What is required: Produce a verbatim copy of the entries listed below.

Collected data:
*** Begin section ***

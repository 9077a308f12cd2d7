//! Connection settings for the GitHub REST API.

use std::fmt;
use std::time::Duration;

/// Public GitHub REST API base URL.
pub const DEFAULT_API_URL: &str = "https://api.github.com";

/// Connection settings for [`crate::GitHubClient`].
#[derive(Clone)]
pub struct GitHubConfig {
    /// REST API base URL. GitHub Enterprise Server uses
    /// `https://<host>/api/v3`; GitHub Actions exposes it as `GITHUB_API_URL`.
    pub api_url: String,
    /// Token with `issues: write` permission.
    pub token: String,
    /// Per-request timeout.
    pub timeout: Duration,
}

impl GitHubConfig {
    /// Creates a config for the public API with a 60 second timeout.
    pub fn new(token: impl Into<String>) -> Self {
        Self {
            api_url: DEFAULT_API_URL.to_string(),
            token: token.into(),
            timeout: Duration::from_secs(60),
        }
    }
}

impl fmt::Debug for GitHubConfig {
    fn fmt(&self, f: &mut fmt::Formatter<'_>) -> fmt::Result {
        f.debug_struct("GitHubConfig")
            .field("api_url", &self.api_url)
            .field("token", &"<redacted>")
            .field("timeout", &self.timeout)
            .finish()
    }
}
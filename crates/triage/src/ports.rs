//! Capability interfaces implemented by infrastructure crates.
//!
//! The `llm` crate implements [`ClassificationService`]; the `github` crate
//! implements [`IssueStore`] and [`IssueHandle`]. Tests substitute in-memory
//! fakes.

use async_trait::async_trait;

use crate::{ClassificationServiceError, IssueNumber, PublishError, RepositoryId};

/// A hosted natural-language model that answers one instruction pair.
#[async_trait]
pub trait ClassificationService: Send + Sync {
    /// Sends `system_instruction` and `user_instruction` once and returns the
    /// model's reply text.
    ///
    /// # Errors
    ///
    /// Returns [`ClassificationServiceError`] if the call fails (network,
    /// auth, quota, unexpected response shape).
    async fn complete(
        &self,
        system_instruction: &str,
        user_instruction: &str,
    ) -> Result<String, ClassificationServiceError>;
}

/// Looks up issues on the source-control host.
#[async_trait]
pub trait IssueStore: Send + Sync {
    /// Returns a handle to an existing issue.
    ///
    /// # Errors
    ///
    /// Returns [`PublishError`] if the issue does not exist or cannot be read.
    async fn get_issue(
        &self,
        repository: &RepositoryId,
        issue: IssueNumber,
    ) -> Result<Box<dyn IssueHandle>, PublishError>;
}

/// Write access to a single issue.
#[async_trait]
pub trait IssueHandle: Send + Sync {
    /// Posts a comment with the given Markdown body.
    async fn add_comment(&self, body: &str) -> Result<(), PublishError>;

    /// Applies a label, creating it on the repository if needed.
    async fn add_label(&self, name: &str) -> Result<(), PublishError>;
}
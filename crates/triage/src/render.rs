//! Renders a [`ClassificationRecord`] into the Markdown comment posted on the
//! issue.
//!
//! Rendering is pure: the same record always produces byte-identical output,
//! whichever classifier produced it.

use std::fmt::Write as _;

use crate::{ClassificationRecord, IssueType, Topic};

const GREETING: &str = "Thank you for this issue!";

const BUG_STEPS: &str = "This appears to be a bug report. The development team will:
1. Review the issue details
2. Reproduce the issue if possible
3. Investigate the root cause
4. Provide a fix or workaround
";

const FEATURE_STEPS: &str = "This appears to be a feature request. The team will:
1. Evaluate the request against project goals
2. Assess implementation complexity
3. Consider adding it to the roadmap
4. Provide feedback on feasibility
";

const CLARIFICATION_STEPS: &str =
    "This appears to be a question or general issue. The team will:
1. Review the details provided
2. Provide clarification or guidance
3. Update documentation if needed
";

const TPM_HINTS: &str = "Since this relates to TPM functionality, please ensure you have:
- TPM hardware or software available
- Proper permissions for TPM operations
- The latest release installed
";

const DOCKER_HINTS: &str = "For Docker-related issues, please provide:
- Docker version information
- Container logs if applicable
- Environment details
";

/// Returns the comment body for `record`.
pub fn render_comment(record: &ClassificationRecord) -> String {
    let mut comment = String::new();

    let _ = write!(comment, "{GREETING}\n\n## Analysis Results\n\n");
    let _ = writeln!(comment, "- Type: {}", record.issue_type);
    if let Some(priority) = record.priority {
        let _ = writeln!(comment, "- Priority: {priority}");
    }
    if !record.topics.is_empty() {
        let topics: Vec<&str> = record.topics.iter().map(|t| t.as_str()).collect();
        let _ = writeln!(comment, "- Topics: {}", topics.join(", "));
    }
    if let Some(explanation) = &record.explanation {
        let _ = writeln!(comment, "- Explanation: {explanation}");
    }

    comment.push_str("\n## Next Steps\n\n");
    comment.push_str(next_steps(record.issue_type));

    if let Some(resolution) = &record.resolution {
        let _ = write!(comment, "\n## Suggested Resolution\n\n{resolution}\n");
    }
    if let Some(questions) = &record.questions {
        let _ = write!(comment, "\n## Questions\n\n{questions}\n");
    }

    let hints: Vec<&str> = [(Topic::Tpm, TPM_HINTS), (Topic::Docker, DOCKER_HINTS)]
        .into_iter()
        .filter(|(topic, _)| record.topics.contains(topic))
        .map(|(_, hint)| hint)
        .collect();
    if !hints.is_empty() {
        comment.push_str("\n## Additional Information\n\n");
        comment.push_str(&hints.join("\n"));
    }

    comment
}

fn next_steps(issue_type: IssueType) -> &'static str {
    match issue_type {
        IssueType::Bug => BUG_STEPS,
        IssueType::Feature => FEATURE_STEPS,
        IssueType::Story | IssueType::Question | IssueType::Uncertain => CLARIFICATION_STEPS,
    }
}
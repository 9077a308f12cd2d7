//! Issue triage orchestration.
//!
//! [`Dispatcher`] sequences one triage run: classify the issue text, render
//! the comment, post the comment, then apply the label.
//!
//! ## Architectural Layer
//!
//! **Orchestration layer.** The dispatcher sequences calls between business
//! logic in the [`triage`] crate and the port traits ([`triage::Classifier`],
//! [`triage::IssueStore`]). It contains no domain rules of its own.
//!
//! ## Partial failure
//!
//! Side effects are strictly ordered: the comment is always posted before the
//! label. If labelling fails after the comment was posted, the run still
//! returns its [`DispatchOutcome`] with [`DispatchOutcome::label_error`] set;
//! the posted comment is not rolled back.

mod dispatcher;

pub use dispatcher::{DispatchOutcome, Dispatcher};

*** End section ***

Solution to this problem:
repository 9077a308f12cd2d7
//! Connection settings for the GitHub REST API.

use std::fmt;
use std::time::Duration;

/// Public GitHub REST API base URL.
pub const DEFAULT_API_URL: &str = "https://api.github.com";

/// Connection settings for [`crate::GitHubClient`].
#[derive(Clone)]
pub struct GitHubConfig {
    /// REST API base URL. GitHub Enterprise Server uses
    /// `https://<host>/api/v3`; GitHub Actions exposes it as `GITHUB_API_URL`.
    pub api_url: String,
    /// Token with `issues: write` permission.
    pub token: String,
    /// Per-request timeout.
    pub timeout: Duration,
}

impl GitHubConfig {
    /// Creates a config for the public API with a 60 second timeout.
    pub fn new(token: impl Into<String>) -> Self {
        Self {
            api_url: DEFAULT_API_URL.to_string(),
            token: token.into(),
            timeout: Duration::from_secs(60),
        }
    }
}

impl fmt::Debug for GitHubConfig {
    fn fmt(&self, f: &mut fmt::Formatter<'_>) -> fmt::Result {
        f.debug_struct("GitHubConfig")
            .field("api_url", &self.api_url)
            .field("token", &"<redacted>")
            .field("timeout", &self.timeout)
            .finish()
    }
}
filename crates/triage/src/ports.rs
//! Capability interfaces implemented by infrastructure crates.
//!
//! The `llm` crate implements [`ClassificationService`]; the `github` crate
//! implements [`IssueStore`] and [`IssueHandle`]. Tests substitute in-memory
//! fakes.

use async_trait::async_trait;

use crate::{ClassificationServiceError, IssueNumber, PublishError, RepositoryId};

/// A hosted natural-language model that answers one instruction pair.
#[async_trait]
pub trait ClassificationService: Send + Sync {
    /// Sends `system_instruction` and `user_instruction` once and returns the
    /// model's reply text.
    ///
    /// # Errors
    ///
    /// Returns [`ClassificationServiceError`] if the call fails (network,
    /// auth, quota, unexpected response shape).
    async fn complete(
        &self,
        system_instruction: &str,
        user_instruction: &str,
    ) -> Result<String, ClassificationServiceError>;
}

/// Looks up issues on the source-control host.
#[async_trait]
pub trait IssueStore: Send + Sync {
    /// Returns a handle to an existing issue.
    ///
    /// # Errors
    ///
    /// Returns [`PublishError`] if the issue does not exist or cannot be read.
    async fn get_issue(
        &self,
        repository: &RepositoryId,
        issue: IssueNumber,
    ) -> Result<Box<dyn IssueHandle>, PublishError>;
}

/// Write access to a single issue.
#[async_trait]
pub trait IssueHandle: Send + Sync {
    /// Posts a comment with the given Markdown body.
    async fn add_comment(&self, body: &str) -> Result<(), PublishError>;

    /// Applies a label, creating it on the repository if needed.
    async fn add_label(&self, name: &str) -> Result<(), PublishError>;
}
filename crates/triage/src/render.rs
//! Renders a [`ClassificationRecord`] into the Markdown comment posted on the
//! issue.
//!
//! Rendering is pure: the same record always produces byte-identical output,
//! whichever classifier produced it.

use std::fmt::Write as _;

use crate::{ClassificationRecord, IssueType, Topic};

const GREETING: &str = "Thank you for this issue!";

const BUG_STEPS: &str = "This appears to be a bug report. The development team will:
1. Review the issue details
2. Reproduce the issue if possible
3. Investigate the root cause
4. Provide a fix or workaround
";

const FEATURE_STEPS: &str = "This appears to be a feature request. The team will:
1. Evaluate the request against project goals
2. Assess implementation complexity
3. Consider adding it to the roadmap
4. Provide feedback on feasibility
";

const CLARIFICATION_STEPS: &str =
    "This appears to be a question or general issue. The team will:
1. Review the details provided
2. Provide clarification or guidance
3. Update documentation if needed
";

const TPM_HINTS: &str = "Since this relates to TPM functionality, please ensure you have:
- TPM hardware or software available
- Proper permissions for TPM operations
- The latest release installed
";

const DOCKER_HINTS: &str = "For Docker-related issues, please provide:
- Docker version information
- Container logs if applicable
- Environment details
";

/// Returns the comment body for `record`.
pub fn render_comment(record: &ClassificationRecord) -> String {
    let mut comment = String::new();

    let _ = write!(comment, "{GREETING}\n\n## Analysis Results\n\n");
    let _ = writeln!(comment, "- Type: {}", record.issue_type);
    if let Some(priority) = record.priority {
        let _ = writeln!(comment, "- Priority: {priority}");
    }
    if !record.topics.is_empty() {
        let topics: Vec<&str> = record.topics.iter().map(|t| t.as_str()).collect();
        let _ = writeln!(comment, "- Topics: {}", topics.join(", "));
    }
    if let Some(explanation) = &record.explanation {
        let _ = writeln!(comment, "- Explanation: {explanation}");
    }

    comment.push_str("\n## Next Steps\n\n");
    comment.push_str(next_steps(record.issue_type));

    if let Some(resolution) = &record.resolution {
        let _ = write!(comment, "\n## Suggested Resolution\n\n{resolution}\n");
    }
    if let Some(questions) = &record.questions {
        let _ = write!(comment, "\n## Questions\n\n{questions}\n");
    }

    let hints: Vec<&str> = [(Topic::Tpm, TPM_HINTS), (Topic::Docker, DOCKER_HINTS)]
        .into_iter()
        .filter(|(topic, _)| record.topics.contains(topic))
        .map(|(_, hint)| hint)
        .collect();
    if !hints.is_empty() {
        comment.push_str("\n## Additional Information\n\n");
        comment.push_str(&hints.join("\n"));
    }

    comment
}

fn next_steps(issue_type: IssueType) -> &'static str {
    match issue_type {
        IssueType::Bug => BUG_STEPS,
        IssueType::Feature => FEATURE_STEPS,
        IssueType::Story | IssueType::Question | IssueType::Uncertain => CLARIFICATION_STEPS,
    }
}
repository 9077a308f12cd2d7
//! Issue triage orchestration.
//!
//! [`Dispatcher`] sequences one triage run: classify the issue text, render
//! the comment, post the comment, then apply the label.
//!
//! ## Architectural Layer
//!
//! **Orchestration layer.** The dispatcher sequences calls between business
//! logic in the [`triage`] crate and the port traits ([`triage::Classifier`],
//! [`triage::IssueStore`]). It contains no domain rules of its own.
//!
//! ## Partial failure
//!
//! Side effects are strictly ordered: the comment is always posted before the
//! label. If labelling fails after the comment was posted, the run still
//! returns its [`DispatchOutcome`] with [`DispatchOutcome::label_error`] set;
//! the posted comment is not rolled back.

mod dispatcher;

pub use dispatcher::{DispatchOutcome, Dispatcher};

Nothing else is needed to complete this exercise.